The default high level API through the Template.Render doesn't provide a way to do it, but you can achieve this by using the underlying API (TemplateContext).

TemplateContext provides two methods PushOutput/PopOutput. The PushOutput method can take a IScriptOutput. By default, there is always a top level implementation in TemplateContext using the implementation StringBuilderOutput but you can also push a different output TextWriterOutput with which you can use whatever TextWriter or even write your own IScriptOutput if you want. The reason for this Push/Pop model is that you can have intermediate results using a different output (typically used by include or the capture function) that can get re-injected later.

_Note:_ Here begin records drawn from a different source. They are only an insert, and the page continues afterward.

// Copyright (c) Portal Bridge, Inc.
// SPDX-License-Identifier: Apache-2.0

//! Classification and normalization. One transaction resolves to at most one
//! canonical transfer: a single primary operation event decides direction and
//! counterparties; a wrapped-token mint is the fallback when no primary event
//! is present; conflicting primaries are surfaced, never guessed away.

use crate::config::ChainDescriptor;
use crate::decode::TxEvents;
use crate::error::{BridgeError, BridgeResult};
use crate::events::BridgeOperation;
use crate::types::BridgeTransfer;
use ethers::types::U256;

/// Classify one transaction's events into zero or one canonical transfer.
///
/// Priority is fixed and independent of event order within the transaction:
/// deposits (`WrapAndTransfer`, `TransferTokens`) and withdrawals
/// (`CompleteTransfer`, `CompleteTransferAndUnwrap`) are primary; `Mint` is
/// only consulted when no primary event exists. More than one primary event
/// in the same transaction is a protocol invariant violation.
pub fn classify(
    chain: &ChainDescriptor,
    tx: &TxEvents,
) -> BridgeResult<Option<BridgeTransfer>> {
    let primaries: Vec<_> = tx
        .events
        .iter()
        .filter(|e| e.operation.is_primary())
        .collect();

    if primaries.len() > 1 {
        return Err(BridgeError::AmbiguousTransaction {
            tx: tx.tx_id.clone(),
            primary_events: primaries.len(),
        });
    }

    let event = match primaries.first() {
        Some(event) => *event,
        None => {
            // Fallback: wrapped-asset completion expressed as a mint.
            match tx
                .events
                .iter()
                .find(|e| matches!(e.operation, BridgeOperation::Mint { .. }))
            {
                Some(event) => event,
                None => return Ok(None),
            }
        }
    };

    let (from, to, token, amount, is_deposit) = match &event.operation {
        BridgeOperation::WrapAndTransfer { sender, amount, .. } => (
            sender.clone(),
            chain.bridge_display(),
            chain.native_token_display(),
            *amount,
            true,
        ),
        BridgeOperation::TransferTokens {
            sender,
            token,
            amount,
            to_origin_chain,
        } => {
            // A wrapped token heading back to its origin chain is burned, so
            // the counterparty is the zero sentinel, not the bridge.
            let to = if *to_origin_chain {
                chain.zero_display()
            } else {
                chain.bridge_display()
            };
            (sender.clone(), to, token.clone(), *amount, true)
        }
        BridgeOperation::CompleteTransfer {
            recipient,
            token,
            amount,
        } => (
            chain.bridge_display(),
            recipient.clone(),
            token.clone(),
            *amount,
            false,
        ),
        BridgeOperation::CompleteTransferAndUnwrap { recipient, amount } => (
            chain.bridge_display(),
            recipient.clone(),
            chain.native_token_display(),
            *amount,
            false,
        ),
        BridgeOperation::Mint {
            recipient,
            token,
            amount,
        } => (
            chain.zero_display(),
            recipient.clone(),
            token.clone(),
            *amount,
            false,
        ),
    };

    let amount = normalize_amount(chain, amount)?;
    let via_relayer = is_deposit && chain.is_relayer(&from);

    Ok(Some(BridgeTransfer {
        block_number: tx.block_number,
        tx_hash: tx.tx_id.clone(),
        from,
        to,
        token,
        amount,
        is_deposit,
        via_relayer,
    }))
}

// Applied exactly once per transfer, and only here. Integer arithmetic
// throughout; amounts never pass through floating point.
fn normalize_amount(chain: &ChainDescriptor, amount: U256) -> BridgeResult<U256> {
    if chain.decimal_shift == 0 {
        return Ok(amount);
    }
    amount
        .checked_mul(U256::exp10(chain.decimal_shift as usize))
        .ok_or_else(|| {
            BridgeError::Generic(format!(
                "amount {amount} overflows with decimal shift {} on chain {}",
                chain.decimal_shift, chain.name
            ))
        })
}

So simply pushing a new top level output to a TemplateContext and rendering a template to it (through the TemplateContext.Evaluate(template.Page) and you should be able output at your own pace and requirements.

mapipolo commented 6 years ago

This approach is working brilliantly: peak memory use while rendering those 30M values directly to a TextWriter is measurable in kilobytes. Thank you for the direction!